Stored items:
○ ○ ○ ○ ○

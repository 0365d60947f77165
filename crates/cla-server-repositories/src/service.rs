// Copyright (c) 2025 Geoffrey Huntley <ghuntley@ghuntley.com>. All rights reserved.
// SPDX-License-Identifier: Proprietary

//! The repository linker.
//!
//! Every outbound call goes through [`RequestContext::run`], so a cancelled
//! request stops at the next suspension point without compensating writes.

use std::future::Future;
use std::sync::Arc;

use chrono::{SecondsFormat, Utc};
use cla_common_core::{is_allowed_status_check, RequestContext, REPOSITORY_TYPE_GITHUB};
use cla_server_db::{
	GithubOrgRecord, GithubOrgStore, NewGithubRepository, ProjectClaGroupStore, RepositoryRecord,
	RepositoryStore, RepositoryUpdate,
};
use cla_server_github_app::{
	clean_repo_name, BranchProtectionEngine, BranchProtectionOptions, CodeHost,
};
use cla_server_project_service::ProjectCatalog;
use tracing::{debug, info, instrument, warn};
use uuid::Uuid;

use crate::error::RepositoryError;
use crate::types::{
	BranchProtectionView, DisableSweepReport, LinkRepositoriesInput, SweepMode,
	UpdateBranchProtectionInput,
};

/// Run `fut` under `ctx`, folding both layers of error into
/// [`RepositoryError`].
async fn call<T, E, F>(ctx: &RequestContext, fut: F) -> Result<T, RepositoryError>
where
	F: Future<Output = Result<T, E>>,
	RepositoryError: From<E>,
{
	Ok(ctx.run(fut).await??)
}

/// Resolved prologue of the branch-protection operations.
struct ProtectionTarget {
	engine: Arc<dyn BranchProtectionEngine>,
	owner: String,
	repo: String,
}

pub struct RepositoriesService {
	catalog: Arc<dyn ProjectCatalog>,
	orgs: Arc<dyn GithubOrgStore>,
	repositories: Arc<dyn RepositoryStore>,
	mappings: Arc<dyn ProjectClaGroupStore>,
	code_host: Arc<dyn CodeHost>,
	non_blocking_limiter: bool,
}

impl RepositoriesService {
	pub fn new(
		catalog: Arc<dyn ProjectCatalog>,
		orgs: Arc<dyn GithubOrgStore>,
		repositories: Arc<dyn RepositoryStore>,
		mappings: Arc<dyn ProjectClaGroupStore>,
		code_host: Arc<dyn CodeHost>,
	) -> Self {
		Self {
			catalog,
			orgs,
			repositories,
			mappings,
			code_host,
			non_blocking_limiter: false,
		}
	}

	/// Build branch-protection engines that drop calls over the installation's
	/// rate budget.
	pub fn with_non_blocking_limiter(mut self, enabled: bool) -> Self {
		self.non_blocking_limiter = enabled;
		self
	}

	// =========================================================================
	// Linking
	// =========================================================================

	/// Link GitHub repositories to a project's CLA group. Returns the records
	/// that were inserted or re-enabled; repositories already enabled are
	/// skipped.
	///
	/// Stops at the first failure. Records written before it stay written;
	/// calling again with the same input converges.
	#[instrument(
		skip(self, ctx, input),
		fields(
			request_id = %ctx.request_id(),
			cla_group_id = %input.cla_group_id,
			organization = %input.organization_name,
		)
	)]
	pub async fn link_repositories(
		&self,
		ctx: &RequestContext,
		project_sfid: &str,
		input: &LinkRepositoriesInput,
	) -> Result<Vec<RepositoryRecord>, RepositoryError> {
		let external_ids = input
			.external_ids()
			.into_iter()
			.map(|raw| {
				raw.parse::<i64>()
					.map_err(|_| RepositoryError::BadExternalId(raw.to_string()))
			})
			.collect::<Result<Vec<_>, _>>()?;

		let project = call(ctx, self.catalog.get_project(ctx, project_sfid)).await?;
		let parent_sfid = project.effective_parent_sfid().to_string();

		let mappings = call(
			ctx,
			self.mappings
				.get_projects_ids_for_cla_group(&input.cla_group_id),
		)
		.await?;
		if !mappings.iter().any(|m| m.links_project(project_sfid)) {
			warn!("project is not associated with the CLA group");
			return Err(RepositoryError::tenancy(
				project_sfid,
				format!("CLA group {}", input.cla_group_id),
			));
		}

		let org = self.installed_org(ctx, &input.organization_name).await?;
		let installation_id = installation_id(&org)?;

		let mut linked = Vec::new();
		for external_id in external_ids {
			let hydrated = call(
				ctx,
				self.code_host
					.get_repository_by_external_id(installation_id, external_id),
			)
			.await?;

			let existing = call(
				ctx,
				self.repositories.get_repository_by_name(&hydrated.full_name),
			)
			.await?;

			match existing {
				None => {
					let record = call(
						ctx,
						self.repositories.add_github_repository(
							&parent_sfid,
							project_sfid,
							&NewGithubRepository {
								external_id: external_id.to_string(),
								name: hydrated.full_name.clone(),
								url: hydrated.html_url.clone(),
								repository_type: REPOSITORY_TYPE_GITHUB.to_string(),
								organization_name: org.organization_name.clone(),
								cla_group_id: input.cla_group_id.clone(),
							},
						),
					)
					.await?;
					info!(repository_id = %record.repository_id, name = %record.name, "repository linked");
					linked.push(record);
				}
				Some(record) if !record.enabled => {
					let update = RepositoryUpdate {
						enabled: Some(true),
						organization_name: Some(org.organization_name.clone()),
						cla_group_id: Some(input.cla_group_id.clone()),
						note: Some(reenable_note()),
					};
					let record = call(
						ctx,
						self.repositories
							.update_github_repository(record.repository_id, &update),
					)
					.await?;
					info!(repository_id = %record.repository_id, name = %record.name, "repository re-enabled");
					linked.push(record);
				}
				Some(record) => {
					debug!(repository_id = %record.repository_id, name = %record.name, "repository already enabled");
				}
			}
		}

		Ok(linked)
	}

	async fn installed_org(
		&self,
		ctx: &RequestContext,
		name: &str,
	) -> Result<GithubOrgRecord, RepositoryError> {
		let mut orgs = call(ctx, self.orgs.get_by_name(name)).await?;
		if orgs.is_empty() {
			warn!(organization = name, "organization not found");
			return Err(RepositoryError::OrganizationNotInstalled(name.to_string()));
		}
		Ok(orgs.swap_remove(0))
	}

	// =========================================================================
	// Lookups and toggles
	// =========================================================================

	/// Enabled repositories of a project that exists in the catalog.
	#[instrument(skip(self, ctx), fields(request_id = %ctx.request_id()))]
	pub async fn list_project_repositories(
		&self,
		ctx: &RequestContext,
		project_sfid: &str,
	) -> Result<Vec<RepositoryRecord>, RepositoryError> {
		call(ctx, self.catalog.get_project(ctx, project_sfid)).await?;
		call(
			ctx,
			self.repositories
				.list_project_repositories(project_sfid, Some(true)),
		)
		.await
	}

	#[instrument(skip(self, ctx), fields(request_id = %ctx.request_id()))]
	pub async fn get_repository(
		&self,
		ctx: &RequestContext,
		repository_id: Uuid,
	) -> Result<RepositoryRecord, RepositoryError> {
		call(ctx, self.repositories.get_repository(repository_id))
			.await?
			.ok_or_else(|| RepositoryError::RepositoryNotFound(repository_id.to_string()))
	}

	#[instrument(skip(self, ctx), fields(request_id = %ctx.request_id()))]
	pub async fn get_repository_by_name(
		&self,
		ctx: &RequestContext,
		name: &str,
	) -> Result<RepositoryRecord, RepositoryError> {
		call(ctx, self.repositories.get_repository_by_name(name))
			.await?
			.ok_or_else(|| RepositoryError::RepositoryNotFound(name.to_string()))
	}

	#[instrument(skip(self, ctx), fields(request_id = %ctx.request_id()))]
	pub async fn enable_repository(
		&self,
		ctx: &RequestContext,
		repository_id: Uuid,
	) -> Result<(), RepositoryError> {
		call(ctx, self.repositories.enable_repository(repository_id)).await?;
		info!("repository enabled");
		Ok(())
	}

	#[instrument(skip(self, ctx), fields(request_id = %ctx.request_id()))]
	pub async fn disable_repository(
		&self,
		ctx: &RequestContext,
		repository_id: Uuid,
	) -> Result<(), RepositoryError> {
		call(ctx, self.repositories.disable_repository(repository_id)).await?;
		info!("repository disabled");
		Ok(())
	}

	/// Disable every enabled repository of a CLA group.
	///
	/// In [`SweepMode::BestEffort`] a failing repository is logged and
	/// skipped; only cancellation stops the sweep. [`SweepMode::Strict`]
	/// returns the first failure.
	#[instrument(skip(self, ctx), fields(request_id = %ctx.request_id()))]
	pub async fn disable_cla_group_repositories(
		&self,
		ctx: &RequestContext,
		cla_group_id: &str,
		mode: SweepMode,
	) -> Result<DisableSweepReport, RepositoryError> {
		let buckets = call(
			ctx,
			self.repositories
				.get_cla_group_repositories_group_by_orgs(cla_group_id, true),
		)
		.await?;

		let mut report = DisableSweepReport::default();
		for bucket in &buckets {
			for repository in &bucket.repositories {
				let result = call(
					ctx,
					self.repositories.disable_repository(repository.repository_id),
				)
				.await;
				match result {
					Ok(()) => report.disabled += 1,
					Err(RepositoryError::Cancelled) => return Err(RepositoryError::Cancelled),
					Err(e) if mode == SweepMode::Strict => return Err(e),
					Err(e) => {
						warn!(
							repository_id = %repository.repository_id,
							organization = %bucket.organization_name,
							error = %e,
							"failed to disable repository"
						);
						report.failed += 1;
						report.failed_repository_ids.push(repository.repository_id);
					}
				}
			}
		}

		info!(
			disabled = report.disabled,
			failed = report.failed,
			"CLA group repositories disabled"
		);
		Ok(report)
	}

	// =========================================================================
	// Branch protection
	// =========================================================================

	async fn protection_target(
		&self,
		ctx: &RequestContext,
		project_sfid: &str,
		repository_id: Uuid,
	) -> Result<(RepositoryRecord, ProtectionTarget), RepositoryError> {
		call(ctx, self.catalog.get_project(ctx, project_sfid)).await?;

		let repository = self.get_repository(ctx, repository_id).await?;
		if repository.project_sfid != project_sfid {
			warn!(owner_project = %repository.project_sfid, "repository belongs to another project");
			return Err(RepositoryError::tenancy(
				project_sfid,
				format!("repository {repository_id}"),
			));
		}

		let org = call(ctx, self.orgs.get_one(&repository.organization_name))
			.await?
			.ok_or_else(|| {
				RepositoryError::OrganizationNotInstalled(repository.organization_name.clone())
			})?;
		let installation_id = installation_id(&org)?;

		let mut options = BranchProtectionOptions::new();
		if self.non_blocking_limiter {
			options = options.enable_non_blocking_limiter();
		}
		let engine = ctx
			.run(self.code_host.branch_protection(installation_id, options))
			.await?;

		let repo = clean_repo_name(&repository.name).to_string();
		let owner = call(
			ctx,
			self.code_host
				.get_owner_name(installation_id, &org.organization_name, &repo),
		)
		.await?;
		if owner.is_empty() {
			return Err(RepositoryError::NotFound(format!(
				"owner of repository {}",
				repository.name
			)));
		}

		Ok((repository, ProtectionTarget { engine, owner, repo }))
	}

	async fn resolve_branch(
		ctx: &RequestContext,
		target: &ProtectionTarget,
		branch: Option<&str>,
	) -> Result<String, RepositoryError> {
		match branch.map(str::trim).filter(|b| !b.is_empty()) {
			Some(branch) => Ok(branch.to_string()),
			None => call(ctx, target.engine.default_branch(&target.owner, &target.repo)).await,
		}
	}

	async fn read_protection(
		ctx: &RequestContext,
		target: &ProtectionTarget,
		branch: &str,
	) -> Result<BranchProtectionView, RepositoryError> {
		let rule = call(
			ctx,
			target
				.engine
				.get_protected_branch(&target.owner, &target.repo, branch),
		)
		.await?;
		Ok(match rule {
			Some(rule) => BranchProtectionView::from_rule(&rule),
			None => BranchProtectionView::unprotected(branch),
		})
	}

	/// The protection state of `branch`, or of the default branch when blank.
	#[instrument(skip(self, ctx), fields(request_id = %ctx.request_id()))]
	pub async fn get_protected_branch(
		&self,
		ctx: &RequestContext,
		project_sfid: &str,
		repository_id: Uuid,
		branch: Option<&str>,
	) -> Result<BranchProtectionView, RepositoryError> {
		let (_, target) = self
			.protection_target(ctx, project_sfid, repository_id)
			.await?;
		let branch = Self::resolve_branch(ctx, &target, branch).await?;
		Self::read_protection(ctx, &target, &branch).await
	}

	/// Reconcile a branch's protection with `input` and read it back.
	#[instrument(skip(self, ctx, input), fields(request_id = %ctx.request_id()))]
	pub async fn update_protected_branch(
		&self,
		ctx: &RequestContext,
		project_sfid: &str,
		repository_id: Uuid,
		input: &UpdateBranchProtectionInput,
	) -> Result<BranchProtectionView, RepositoryError> {
		if let Some(bad) = input
			.status_checks
			.iter()
			.find(|c| !is_allowed_status_check(&c.name))
		{
			warn!(check = %bad.name, "rejected status check");
			return Err(RepositoryError::InvalidBranchProtectionName(
				bad.name.clone(),
			));
		}
		let (required, disabled) = input.partition_checks();

		let (repository, target) = self
			.protection_target(ctx, project_sfid, repository_id)
			.await?;
		let branch = Self::resolve_branch(ctx, &target, input.branch()).await?;

		call(
			ctx,
			target.engine.enable_branch_protection(
				&target.owner,
				&target.repo,
				&branch,
				input.enforce_admin,
				&required,
				&disabled,
			),
		)
		.await?;
		info!(repository = %repository.name, branch = %branch, "branch protection updated");

		Self::read_protection(ctx, &target, &branch).await
	}
}

fn installation_id(org: &GithubOrgRecord) -> Result<i64, RepositoryError> {
	org.usable_installation_id().ok_or_else(|| {
		warn!(organization = %org.organization_name, "GitHub App not installed");
		RepositoryError::OrganizationNotInstalled(org.organization_name.clone())
	})
}

pub(crate) fn reenable_note() -> String {
	format!(
		"re-enabling repository on {}",
		Utc::now().to_rfc3339_opts(SecondsFormat::Secs, true)
	)
}

#[cfg(test)]
mod tests {
	use super::*;

	#[test]
	fn reenable_note_is_rfc3339_utc() {
		let note = reenable_note();
		let stamp = note.strip_prefix("re-enabling repository on ").unwrap();
		assert!(stamp.ends_with('Z'));
		assert!(chrono::DateTime::parse_from_rfc3339(stamp).is_ok());
	}
}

○ ○ ○ ○ ○

__Exercise requirements__: Search the data above for the string "enabling" and copy each line that has it.

__Reply to the exercise__:
		"re-enabling repository on {}",
		let stamp = note.strip_prefix("re-enabling repository on ").unwrap();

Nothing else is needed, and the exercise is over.